Is it safe to schedule summer vacation? Fayette County school officials say not yet

vhoneycutt@herald-leader.comMarch 3, 2014 


    Fayette County Public Schools spokeswoman Lisa Deffendall said it has been more than 20 years since the district had more than 10 snow days. Going back to the 2000-01 school year, the earliest records she had, the most days of school missed in Fayette County were nine in 2002-03, followed by eight in 2008-09. Those were also the years that had the most consecutive snow days, Deffendall said. During 2002-03, a year in which Fayette County suffered a paralyzing ice storm, schools were closed for four consecutive days: Feb. 18 to 21. In 2008-09, school was closed for five consecutive days, Jan. 26 to 30.


    We asked: Do you favor extending the school year potentially two weeks, or canceling spring break and extending the school year a week (assuming no more snow days)?

    You said:

    • "Seat time only matters if they are not watching TV the last two weeks of school." Debra Sorensen Thacker

    • "After testing schedule, which I think is fixed in time, what are they going to do in the classroom for remaining "extended" time? Teachers feel free to chime in. I'd rather my kids be at home working on e-classes than watching documentaries. Isn't the lesson plan designed to end at testing?" Scott Clark

    • "It's a possibility every year... Why would you get NON refundable tickets." Micah Gastineau

    • "Some of us already had Non refundable tickets for summer vacation that has already been affected!!!! Plans have been affected for many. I am all for shortening spring break. Compromise." Pamela Lydon Wood

    • "How about extending the school day 30 minutes per day?" Jarrod Slone

    • "Teachers work too much as it is, forget about the missed days." Squeaks Breier

Spring break is safe in Fayette County, even though Tuesday was the 13th snow day of the year.

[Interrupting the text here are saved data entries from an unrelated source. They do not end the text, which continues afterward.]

//! Chain expansion and embedding.
//!
//! A chain is a template for a linear sequence of links, each conveying a
//! lyph, joined end to end by nodes. It is specified either by its lyphs
//! ([`derive_from_lyphs`]) or by a partial list of levels, a level count or
//! housing lyphs ([`derive_from_levels`]). The generated resources go into
//! a group owned by the chain and are also merged into the parent group.
//!
//! Chains housed in other lyphs are then embedded: their levels are bundled
//! by the housing lyphs, boundary nodes are placed on the housing borders
//! and an embedding coalescence ties each conveying lyph to its housing lyph.

use std::collections::HashMap;

use indexmap::IndexSet;
use log::info;
use petgraph::{algo::toposort, graph::DiGraph};

use apinatomy_core::{
    color, gen_id,
    geometry::Point,
    identifier::Id,
    model::{
        Coalescence, CoalescenceTopology, Group, Link, Lyph, LyphTopology, Node, ProcessType,
        Resource, ResourceInfo,
    },
    schema::ResourceClass,
};

use crate::{
    diagnostics::{LogCode, Logger},
    lyph,
    registry::Registry,
    shape,
};

/// Widths at or above this are treated as unknown when resizing.
const MAX_WIDTH: f64 = 1000.0;

/// Border segment that receives the sources of housed levels.
const SOURCE_SEGMENT: usize = 3;
/// Border segment that receives the cloned targets of housed levels.
const TARGET_SEGMENT: usize = 1;

/// The group a chain generates into and the group that declares the chain.
#[derive(Debug, Clone, Copy)]
struct Scope {
    parent: Id,
    group: Id,
}

impl Scope {
    /// Joins a registered resource to both groups.
    fn adopt(&self, registry: &mut Registry, member: Id) {
        registry.join(self.group, member);
        registry.join(self.parent, member);
    }
}

/// One end of a wired chain.
#[derive(Debug, Clone, Copy, PartialEq)]
pub enum ChainEnd {
    Anchor(Id),
    Layout(Point),
}

/// Expands every chain, housing chains before the chains they house.
pub(crate) fn expand_chains(registry: &mut Registry, root: Id, logger: &mut Logger) {
    let chains = registry.ids_of(ResourceClass::Chain);
    for chain in expansion_order(registry, &chains, logger) {
        let parent = registry.group_of(chain).unwrap_or(root);
        expand_chain(registry, parent, chain, logger);
    }
}

fn expansion_order(registry: &Registry, chains: &[Id], logger: &mut Logger) -> Vec<Id> {
    let mut graph = DiGraph::<Id, ()>::new();
    let index: HashMap<Id, _> = chains.iter().map(|id| (*id, graph.add_node(*id))).collect();
    for id in chains {
        let housing = registry.chain(*id).and_then(|chain| chain.housing_chain);
        if let Some((from, to)) = housing.and_then(|h| Some((*index.get(&h)?, *index.get(id)?))) {
            graph.add_edge(from, to, ());
        }
    }
    match toposort(&graph, None) {
        Ok(order) => order.into_iter().map(|ix| graph[ix]).collect(),
        Err(cycle) => {
            logger.error(LogCode::GroupSelf, [graph[cycle.node_id()]]);
            chains.to_vec()
        }
    }
}

/// Generates the group of a chain within `parent`.
///
/// A chain that already has a group is left alone. A chain with neither
/// lyphs, levels, a level count nor housing is skipped with a warning.
pub fn expand_chain(registry: &mut Registry, parent: Id, chain_id: Id, logger: &mut Logger) {
    let Some(chain) = registry.chain(chain_id) else {
        logger.warn(LogCode::ChainUndefined, [chain_id]);
        return;
    };
    if chain.group.is_some() {
        return;
    }
    if !chain.is_expandable() {
        logger.warn(LogCode::ChainSkipped, [chain_id]);
        return;
    }
    let from_lyphs = !chain.lyphs.is_empty();
    let conflict = from_lyphs && !chain.levels.is_empty();
    let name = chain.info.name.clone().unwrap_or_else(|| chain_id.to_string());

    let group_id = gen_id!("group", chain_id);
    let group = Group::new(ResourceInfo {
        name: Some(name),
        generated: true,
        ..ResourceInfo::new(group_id)
    });
    registry.register_or_log(group, logger);
    registry.join(parent, group_id);
    if let Some(chain) = registry.chain_mut(chain_id) {
        chain.group = Some(group_id);
    }
    let scope = Scope {
        parent,
        group: group_id,
    };

    if from_lyphs {
        if conflict {
            logger.warn(LogCode::ChainConflict2, [chain_id]);
        }
        derive_from_lyphs(registry, chain_id, scope, logger);
    } else {
        derive_from_levels(registry, chain_id, scope, logger);
    }
    let levels = registry.chain(chain_id).map_or(0, |chain| chain.levels.len());
    info!(chain:% = chain_id, levels = levels; "Chain expanded");
}

fn chain_node(id: Id) -> Node {
    Node {
        info: ResourceInfo {
            color: Some(color::INTERNAL_NODE.into()),
            ..ResourceInfo::generated(id)
        },
        val: Some(1.0),
        ..Node::new(ResourceInfo::default())
    }
}

fn chain_link(id: Id, source: Id, target: Id) -> Link {
    let mut link = Link::generated(id, source, target);
    link.info.color = Some(color::LINK.into());
    link
}

/// Builds the chain from its explicit lyph list: `N` lyphs yield `N + 1`
/// nodes and `N` links.
fn derive_from_lyphs(registry: &mut Registry, chain_id: Id, scope: Scope, logger: &mut Logger) {
    let Some(chain) = registry.chain(chain_id).cloned() else {
        return;
    };
    let n = chain.lyphs.len();

    for lyph in &chain.lyphs {
        if !registry.contains(*lyph) {
            registry.register_or_log(Lyph::new(ResourceInfo::new(*lyph)), logger);
            scope.adopt(registry, *lyph);
        }
    }
    if let Some(template) = chain.lyph_template {
        if registry.lyph(template).is_none() {
            logger.error(LogCode::ChainLyphTemplateMissing, [chain_id, template]);
        } else {
            for member in &chain.lyphs {
                let bare = registry
                    .lyph(*member)
                    .is_some_and(|l| l.supertype.is_none() && l.layers.is_empty());
                if bare {
                    lyph::inherit(registry, *member, template, logger);
                }
            }
        }
    }

    let materials = innermost_materials(registry, &chain.lyphs);
    if materials.len() > 1 {
        logger.warn(LogCode::ChainMatDiff, chain.lyphs.iter());
    }

    let mut nodes = Vec::with_capacity(n + 1);
    for i in 0..=n {
        let id = match (chain.root, chain.leaf) {
            (Some(root), _) if i == 0 => root,
            (_, Some(leaf)) if i == n => leaf,
            _ => gen_id!(chain_id, "node", i),
        };
        if !registry.contains(id) {
            registry.register_or_log(chain_node(id), logger);
        }
        scope.adopt(registry, id);
        nodes.push(id);
    }

    let conveying_type = chain.conveying_type.unwrap_or(ProcessType::Advective);
    let length = chain.length.map(|length| length / n as f64);
    let materials: Vec<Id> = materials.into_iter().collect();
    let mut levels: Vec<Id> = Vec::with_capacity(n);
    for (i, member) in chain.lyphs.iter().enumerate() {
        let id = gen_id!(chain_id, "lnk", i + 1);
        let link = Link {
            conveying_lyph: Some(*member),
            conveying_type: Some(conveying_type),
            conveying_materials: materials.clone(),
            length,
            prev: levels.last().copied(),
            level_in: vec![chain_id],
            ..chain_link(id, nodes[i], nodes[i + 1])
        };
        registry.register_or_log(link, logger);
        scope.adopt(registry, id);
        if let Some(prev) = levels.last().and_then(|prev| registry.link_mut(*prev)) {
            prev.next = Some(id);
        }
        levels.push(id);
    }

    if let Some(chain) = registry.chain_mut(chain_id) {
        chain.levels = levels;
        chain.num_levels = Some(n);
    }
}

"The district has never considered using spring break for winter make-up days," district spokeswoman Lisa Deffendall said Monday. Fayette County's spring break is scheduled for March 31 through April 4.

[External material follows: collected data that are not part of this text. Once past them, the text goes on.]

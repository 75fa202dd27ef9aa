//! The catalogue of diagnostic messages.
//!
//! Codes are grouped by the subject they report on (`CHAIN_*`, `COALESCENCE_*`,
//! `GROUP_*`, `LYPH_*`, `RESOURCE_*`, `REF_*`, `AUTO_GEN*`). Each code has a
//! fixed human message and a default [`Severity`].

use std::fmt;

use serde::{Serialize, Serializer};

use crate::diagnostics::Severity;

/// Codes for categorizing diagnostics.
#[derive(Debug, Clone, Copy, PartialEq, Eq, Hash)]
pub enum LogCode {
    // =========================================================================
    // Info
    // =========================================================================
    ChainNumLevels,
    ChainSlice,
    GroupGenLyphAxis,
    NodeCloneInternal,
    ResourceIgnoreFields,
    ResourceNum,
    ResourceNumIdToStr,
    ResourceNumValToStr,

    // =========================================================================
    // Warnings
    // =========================================================================
    AutoGen,
    AutoGenExternal,
    ChainConflict,
    ChainConflict2,
    ChainConflict3,
    ChainHousingTemplate,
    ChainLevelCount,
    ChainMatDiff,
    ChainNoCoalescence,
    ChainNoConveyingLyph,
    ChainNoHousing,
    ChainNoHousingLayers,
    ChainNoHousingLyph,
    ChainSkipped,
    ChainUndefined,
    CoalescenceNoAxis,
    GraphLyphNoAxis,
    LyphSubtypeHasOwnLayers,
    ResourceClassUnknown,
    ResourceColorUnknown,
    ResourceDoubleRef,
    ResourceDuplicate,
    ResourceInvalidValue,
    ResourceNoId,

    // =========================================================================
    // Errors
    // =========================================================================
    ChainLevelError,
    ChainLyphTemplateMissing,
    CoalescenceNoLyph,
    CoalescenceSelf,
    GroupSelf,
    LyphConveyedTwice,
    LyphNoTemplateLayer,
    RefUndefined,
    ResourceNoAbstractClass,
}

impl LogCode {
    /// Returns the code as a string (e.g., "CHAIN_CONFLICT2").
    pub fn as_str(&self) -> &'static str {
        match self {
            LogCode::ChainNumLevels => "CHAIN_NUM_LEVELS",
            LogCode::ChainSlice => "CHAIN_SLICE",
            LogCode::GroupGenLyphAxis => "GROUP_GEN_LYPH_AXIS",
            LogCode::NodeCloneInternal => "NODE_CLONE_INTERNAL",
            LogCode::ResourceIgnoreFields => "RESOURCE_IGNORE_FIELDS",
            LogCode::ResourceNum => "RESOURCE_NUM",
            LogCode::ResourceNumIdToStr => "RESOURCE_NUM_ID_TO_STR",
            LogCode::ResourceNumValToStr => "RESOURCE_NUM_VAL_TO_STR",
            LogCode::AutoGen => "AUTO_GEN",
            LogCode::AutoGenExternal => "AUTO_GEN_EXTERNAL",
            LogCode::ChainConflict => "CHAIN_CONFLICT",
            LogCode::ChainConflict2 => "CHAIN_CONFLICT2",
            LogCode::ChainConflict3 => "CHAIN_CONFLICT3",
            LogCode::ChainHousingTemplate => "CHAIN_HOUSING_TEMPLATE",
            LogCode::ChainLevelCount => "CHAIN_LEVEL_COUNT",
            LogCode::ChainMatDiff => "CHAIN_MAT_DIFF",
            LogCode::ChainNoCoalescence => "CHAIN_NO_COALESCENCE",
            LogCode::ChainNoConveyingLyph => "CHAIN_NO_CONVEYING_LYPH",
            LogCode::ChainNoHousing => "CHAIN_NO_HOUSING",
            LogCode::ChainNoHousingLayers => "CHAIN_NO_HOUSING_LAYERS",
            LogCode::ChainNoHousingLyph => "CHAIN_NO_HOUSING_LYPH",
            LogCode::ChainSkipped => "CHAIN_SKIPPED",
            LogCode::ChainUndefined => "CHAIN_UNDEFINED",
            LogCode::CoalescenceNoAxis => "COALESCENCE_NO_AXIS",
            LogCode::GraphLyphNoAxis => "GRAPH_LYPH_NO_AXIS",
            LogCode::LyphSubtypeHasOwnLayers => "LYPH_SUBTYPE_HAS_OWN_LAYERS",
            LogCode::ResourceClassUnknown => "RESOURCE_CLASS_UNKNOWN",
            LogCode::ResourceColorUnknown => "RESOURCE_COLOR_UNKNOWN",
            LogCode::ResourceDoubleRef => "RESOURCE_DOUBLE_REF",
            LogCode::ResourceDuplicate => "RESOURCE_DUPLICATE",
            LogCode::ResourceInvalidValue => "RESOURCE_INVALID_VALUE",
            LogCode::ResourceNoId => "RESOURCE_NO_ID",
            LogCode::ChainLevelError => "CHAIN_LEVEL_ERROR",
            LogCode::ChainLyphTemplateMissing => "CHAIN_LYPH_TEMPLATE_MISSING",
            LogCode::CoalescenceNoLyph => "COALESCENCE_NO_LYPH",
            LogCode::CoalescenceSelf => "COALESCENCE_SELF",
            LogCode::GroupSelf => "GROUP_SELF",
            LogCode::LyphConveyedTwice => "LYPH_CONVEYED_TWICE",
            LogCode::LyphNoTemplateLayer => "LYPH_NO_TEMPLATE_LAYER",
            LogCode::RefUndefined => "REF_UNDEFINED",
            LogCode::ResourceNoAbstractClass => "RESOURCE_NO_ABSTRACT_CLASS",
        }
    }

    /// Returns the human readable message for this code.
    pub fn message(&self) -> &'static str {
        match self {
            LogCode::ChainNumLevels => "Corrected number of levels in the chain",
            LogCode::ChainSlice => {
                "Sliced housing chain to match the number of lyphs in the housing range"
            }
            LogCode::GroupGenLyphAxis => "Generated links for lyphs without axes",
            LogCode::NodeCloneInternal => "Cloned node to join housed chain ends",
            LogCode::ResourceIgnoreFields => "Unknown parameter(s) may be ignored",
            LogCode::ResourceNum => "Number of resources in the generated model",
            LogCode::ResourceNumIdToStr => "Converted numeric ID to string",
            LogCode::ResourceNumValToStr => {
                "Converted numeric value of the given resource field to string"
            }
            LogCode::AutoGen => "Auto-created missing resources",
            LogCode::AutoGenExternal => "Auto-created missing external resources",
            LogCode::ChainConflict => {
                "Conflicting chain specification: both \"housingLyphs\" and \"housingChain\" are given. Proceeding with \"housingLyphs\""
            }
            LogCode::ChainConflict2 => {
                "Conflicting chain specification: both \"lyphs\" and \"levels\" arrays are given. Proceeding with \"lyphs\""
            }
            LogCode::ChainConflict3 => {
                "Conflicting specification of housing layer: the layer's \"bundlesChains\" property disagrees with the chain's \"housingLayers\" property"
            }
            LogCode::ChainHousingTemplate => "Housing lyph or its layer is a template",
            LogCode::ChainLevelCount => {
                "Inconsistent chain specification: more \"levels\" are given than \"numLevels\" allows. Proceeding with all given levels"
            }
            LogCode::ChainMatDiff => {
                "Incorrectly defined chain pattern - innermost layers do not convey the same material"
            }
            LogCode::ChainNoCoalescence => {
                "Skipped a coalescence between a housing lyph and a conveying lyph of the chain level it bundles: the conveying lyph is not defined"
            }
            LogCode::ChainNoConveyingLyph => "A chain link without conveying lyph found",
            LogCode::ChainNoHousing => "Incorrect chain specification: \"housingChain\" not found!",
            LogCode::ChainNoHousingLayers => "Failed to find all layers of the housing lyph",
            LogCode::ChainNoHousingLyph => "Failed to find chain level housing lyph",
            LogCode::ChainSkipped => {
                "Skipped faulty chain template. A correct chain template must have \"numLevels\" set to a positive number, or a non-empty list of \"lyphs\", \"levels\" or \"housingLyphs\", or a \"housingChain\" reference"
            }
            LogCode::ChainUndefined => "Cannot expand undefined chain template",
            LogCode::CoalescenceNoAxis => "A coalescing lyph is missing an axis",
            LogCode::GraphLyphNoAxis => {
                "Failed to compute axis length for an internal lyph: axis undefined"
            }
            LogCode::LyphSubtypeHasOwnLayers => {
                "Subtype lyph already has layers, conflicts with generated layer definitions possible"
            }
            LogCode::ResourceClassUnknown => "Cannot create a relationship: unknown resource class",
            LogCode::ResourceColorUnknown => "Unrecognized color scheme",
            LogCode::ResourceDoubleRef => {
                "Resource property should not refer to two distinct resources"
            }
            LogCode::ResourceDuplicate => "Duplicate resource definition",
            LogCode::ResourceInvalidValue => {
                "Invalid value of the given resource field, the value was ignored"
            }
            LogCode::ResourceNoId => "Resource ID is not a string: generated name can be affected",
            LogCode::ChainLevelError => "A mismatch between link ends found at level",
            LogCode::ChainLyphTemplateMissing => {
                "Failed to find the lyph template definition in the parent group"
            }
            LogCode::CoalescenceNoLyph => "Unable to access lyph for coalescence definition",
            LogCode::CoalescenceSelf => "A lyph coalesces with itself or its layers",
            LogCode::GroupSelf => "The model contains self-references or cyclic group dependencies",
            LogCode::LyphConveyedTwice => {
                "It is not allowed to use the same lyph as conveying lyph for multiple processes (links)"
            }
            LogCode::LyphNoTemplateLayer => "Template layer object not found",
            LogCode::RefUndefined => "Remaining references to undefined resources",
            LogCode::ResourceNoAbstractClass => {
                "An abstract relationship field expects a reference to an existing resource or 'class' field in its value definition"
            }
        }
    }

    /// Returns the severity entries with this code are logged at by default.
    pub fn severity(&self) -> Severity {
        match self {
            LogCode::ChainNumLevels
            | LogCode::ChainSlice
            | LogCode::GroupGenLyphAxis
            | LogCode::NodeCloneInternal
            | LogCode::ResourceIgnoreFields
            | LogCode::ResourceNum
            | LogCode::ResourceNumIdToStr
            | LogCode::ResourceNumValToStr => Severity::Info,
            LogCode::AutoGen
            | LogCode::AutoGenExternal
            | LogCode::ChainConflict
            | LogCode::ChainConflict2
            | LogCode::ChainConflict3
            | LogCode::ChainHousingTemplate
            | LogCode::ChainLevelCount
            | LogCode::ChainMatDiff
            | LogCode::ChainNoCoalescence
            | LogCode::ChainNoConveyingLyph
            | LogCode::ChainNoHousing
            | LogCode::ChainNoHousingLayers
            | LogCode::ChainNoHousingLyph
            | LogCode::ChainSkipped
            | LogCode::ChainUndefined
            | LogCode::CoalescenceNoAxis
            | LogCode::GraphLyphNoAxis
            | LogCode::LyphSubtypeHasOwnLayers
            | LogCode::ResourceClassUnknown
            | LogCode::ResourceColorUnknown
            | LogCode::ResourceDoubleRef
            | LogCode::ResourceDuplicate
            | LogCode::ResourceInvalidValue
            | LogCode::ResourceNoId => Severity::Warning,
            LogCode::ChainLevelError
            | LogCode::ChainLyphTemplateMissing
            | LogCode::CoalescenceNoLyph
            | LogCode::CoalescenceSelf
            | LogCode::GroupSelf
            | LogCode::LyphConveyedTwice
            | LogCode::LyphNoTemplateLayer
            | LogCode::RefUndefined
            | LogCode::ResourceNoAbstractClass => Severity::Error,
        }
    }
}

impl fmt::Display for LogCode {
    fn fmt(&self, f: &mut fmt::Formatter<'_>) -> fmt::Result {
        write!(f, "{}", self.as_str())
    }
}

impl Serialize for LogCode {
    fn serialize<S: Serializer>(&self, serializer: S) -> Result<S::Ok, S::Error> {
        serializer.serialize_str(self.as_str())
    }
}

#[cfg(test)]
mod tests {
    use super::*;

    #[test]
    fn test_log_code_display() {
        assert_eq!(LogCode::ChainConflict2.to_string(), "CHAIN_CONFLICT2");
        assert_eq!(LogCode::RefUndefined.as_str(), "REF_UNDEFINED");
    }

    #[test]
    fn test_log_code_message() {
        assert_eq!(
            LogCode::ChainConflict2.message(),
            "Conflicting chain specification: both \"lyphs\" and \"levels\" arrays are given. Proceeding with \"lyphs\""
        );
        assert_eq!(
            LogCode::CoalescenceSelf.message(),
            "A lyph coalesces with itself or its layers"
        );
    }

    #[test]
    fn test_log_code_severity() {
        assert_eq!(LogCode::ChainNumLevels.severity(), Severity::Info);
        assert_eq!(LogCode::ChainConflict2.severity(), Severity::Warning);
        assert_eq!(LogCode::LyphConveyedTwice.severity(), Severity::Error);
    }
}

Spring break appears to be safe, but it's not clear when families can begin finalizing summer vacation plans in June. The first two weeks could be off limits.

Last month, when the district had missed 10 days (it had been 20 years since Fayette County Public Schools hit that mark), officials had said the last day of school would be June 6. Deffendall has previously said the week of June 9 to 13 has been set aside for make-up days if needed. On Monday, she said the district was "waiting to see what the next few weeks of winter bring" before making an announcement about make-up days.

When it comes to those who have bought tickets for summer vacations, Deffendall said the district "will be as flexible as possible with our families in light of the unusual number of days we've missed this school year for winter weather."

"The reason we adopt our school calendar more than a year in advance is to give families time to make plans," she said Monday. "When we identify days at the end of the school year as 'possible weather make-up days,' that means school may still be in session at that time."

Still, the district has taken steps to plug some of the holes created by snow days.

The school board voted last month to have students make up two days that had been scheduled as days off: Feb. 17, which was Presidents Day, and March 21. And Fayette County, like several other districts, is waiting to see whether the state will give them some flexibility.

Kentucky's House Education Committee is expected to take up House Bill 410, which would waive as many as 10 instructional days for school districts that have missed days this winter. That's because Kentucky school districts are required to provide the equivalent of at least 177 six-hour instructional days — 1,062 hours — during the 2013-14 school year.

Someone posted a question on the Fayette schools' Facebook page, asking about the potential effect of House Bill 410, sponsored by state Rep. John Will Stacy, D-West Liberty.

"Let's wait and see what the General Assembly does," district officials replied to the post.

Stacy's bill says that "notwithstanding any other statute or administrative regulation to the contrary," the state education commissioner shall approve the request.

Stacy's bill would require instructional staff to make up days by participating in instructional activities or professional development, or by being assigned additional work.

Some Kentucky school districts have decided to go to school during spring break. Some have decided to hold classes on Memorial Day. Others are waiting to see what happens in the next few weeks.

As of Feb. 17, at least 17 Kentucky districts had missed 20 or more days to snow and cold. Several more had missed 19 days at that time, according to data provided Monday by the Kentucky Department of Education. Department spokeswoman Nancy Rodriguez cautioned Monday that those numbers were estimates.

Rodriguez said department officials were reviewing HB 410. State education officials said previously that Commissioner Terry Holliday had plans to ask lawmakers to file legislation that would allow him to grant as many as 10 disaster days to school districts that have missed and made up 20 days as a result of adverse weather.